→ ACTIVITY: Among the lines of the data, copy those that hold "Create".

→ MATERIAL PROVIDED:
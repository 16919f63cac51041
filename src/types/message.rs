//! Message types for model communication.

use serde::{Deserialize, Serialize};

/// A message in a conversation.
#[derive(Debug, Clone, Serialize, Deserialize, PartialEq)]
#[serde(tag = "role", rename_all = "lowercase")]
pub enum Message {
    System {
        content: String,
    },
    User {
        content: String,
    },
    Assistant {
        content: String,
        #[serde(default, skip_serializing_if = "Vec::is_empty")]
        tool_calls: Vec<ToolCall>,
    },
    Tool {
        tool_call_id: String,
        content: String,
    },
}

impl Message {
    /// Create a system message.
    pub fn system(text: impl Into<String>) -> Self {
        Self::System {
            content: text.into(),
        }
    }

    /// Create a user message.
    pub fn user(text: impl Into<String>) -> Self {
        Self::User {
            content: text.into(),
        }
    }

    /// Create a plain assistant message.
    pub fn assistant(text: impl Into<String>) -> Self {
        Self::Assistant {
            content: text.into(),
            tool_calls: Vec::new(),
        }
    }

    /// Create an assistant message that only carries tool calls.
    pub fn assistant_tool_calls(tool_calls: Vec<ToolCall>) -> Self {
        Self::Assistant {
            content: String::new(),
            tool_calls,
        }
    }

    /// Create a tool response message.
    pub fn tool(tool_call_id: impl Into<String>, content: impl Into<String>) -> Self {
        Self::Tool {
            tool_call_id: tool_call_id.into(),
            content: content.into(),
        }
    }

    pub fn role(&self) -> Role {
        match self {
            Self::System { .. } => Role::System,
            Self::User { .. } => Role::User,
            Self::Assistant { .. } => Role::Assistant,
            Self::Tool { .. } => Role::Tool,
        }
    }

    /// Text content of the message.
    pub fn text(&self) -> &str {
        match self {
            Self::System { content }
            | Self::User { content }
            | Self::Assistant { content, .. }
            | Self::Tool { content, .. } => content,
        }
    }

    /// Tool calls carried by an assistant message.
    pub fn tool_calls(&self) -> &[ToolCall] {
        match self {
            Self::Assistant { tool_calls, .. } => tool_calls,
            _ => &[],
        }
    }
}

/// Conversation role.
#[derive(Debug, Clone, Copy, Serialize, Deserialize, PartialEq, Eq, Hash)]
#[serde(rename_all = "lowercase")]
pub enum Role {
    System,
    User,
    Assistant,
    Tool,
}

/// A tool call requested by the model.
///
/// `arguments` is the raw JSON text the model produced; it is only parsed
/// when the call is dispatched.
#[derive(Debug, Clone, Serialize, Deserialize, PartialEq, Eq)]
pub struct ToolCall {
    pub id: String,
    pub name: String,
    pub arguments: String,
}

impl ToolCall {
    pub fn new(id: impl Into<String>, name: impl Into<String>, arguments: impl Into<String>) -> Self {
        Self {
            id: id.into(),
            name: name.into(),
            arguments: arguments.into(),
        }
    }
}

→ RESPONSE BELOW:
    /// Create a system message.
    /// Create a user message.
    /// Create a plain assistant message.
    /// Create an assistant message that only carries tool calls.
    /// Create a tool response message.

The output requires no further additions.